**YOUR INSTRUCTIONS:** Lines that contain the string "with" are the ones to list; copy all of them from the records.

**INFORMATION:**

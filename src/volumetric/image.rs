use crate::{Error, point::Point, volumetric::Domain};

/// A mapping from every point of a [`Domain`] to a value.
#[derive(Debug, Clone, PartialEq, Eq)]
pub struct Image<V, const N: usize> {
    domain: Domain<N>,
    values: Vec<V>,
}

impl<V, const N: usize> Image<V, N>
where
    V: Clone,
{
    /// Returns an image over the given domain with all its points set to the given value.
    pub fn filled(domain: Domain<N>, value: V) -> Self {
        Self {
            values: vec![value; domain.len()],
            domain,
        }
    }
}

impl<V, const N: usize> Image<V, N>
where
    V: Clone + Default,
{
    /// Returns an image over the given domain with all its points set to the default value.
    pub fn new(domain: Domain<N>) -> Self {
        Self::filled(domain, V::default())
    }
}

impl<V, const N: usize> Image<V, N> {
    /// Returns an image over the given domain holding the given values in lexicographic order.
    pub fn from_values(domain: Domain<N>, values: Vec<V>) -> Result<Self, Error> {
        if values.len() != domain.len() {
            return Err(Error::SizeMismatch {
                domain: domain.len(),
                values: values.len(),
            });
        }

        Ok(Self::from_raw(domain, values))
    }

    /// Returns an image over the given domain holding the given values, whose amount must match
    /// the size of the domain.
    pub(crate) fn from_raw(domain: Domain<N>, values: Vec<V>) -> Self {
        debug_assert_eq!(values.len(), domain.len());
        Self { domain, values }
    }

    pub fn domain(&self) -> &Domain<N> {
        &self.domain
    }

    /// Returns the values of the image in lexicographic order.
    pub fn values(&self) -> &[V] {
        &self.values
    }

    pub fn into_values(self) -> Vec<V> {
        self.values
    }

    /// Returns the value at the given point, if the point lies in the domain.
    pub fn get(&self, point: &Point<i64, N>) -> Option<&V> {
        self.domain
            .index_of(point)
            .and_then(|index| self.values.get(index))
    }

    /// Sets the value at the given point.
    pub fn set(&mut self, point: &Point<i64, N>, value: V) -> Result<(), Error> {
        let slot = self
            .domain
            .index_of(point)
            .and_then(|index| self.values.get_mut(index))
            .ok_or_else(|| Error::OutOfDomain(point.to_string()))?;

        *slot = value;
        Ok(())
    }

    /// Returns an iterator over the points of the image and their values, in lexicographic order.
    pub fn iter(&self) -> impl Iterator<Item = (Point<i64, N>, &V)> + '_ {
        self.domain.iter().zip(&self.values)
    }
}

**RESPONSE TO THIS EXERCISE:**
    /// Returns an image over the given domain with all its points set to the given value.
    /// Returns an image over the given domain with all its points set to the default value.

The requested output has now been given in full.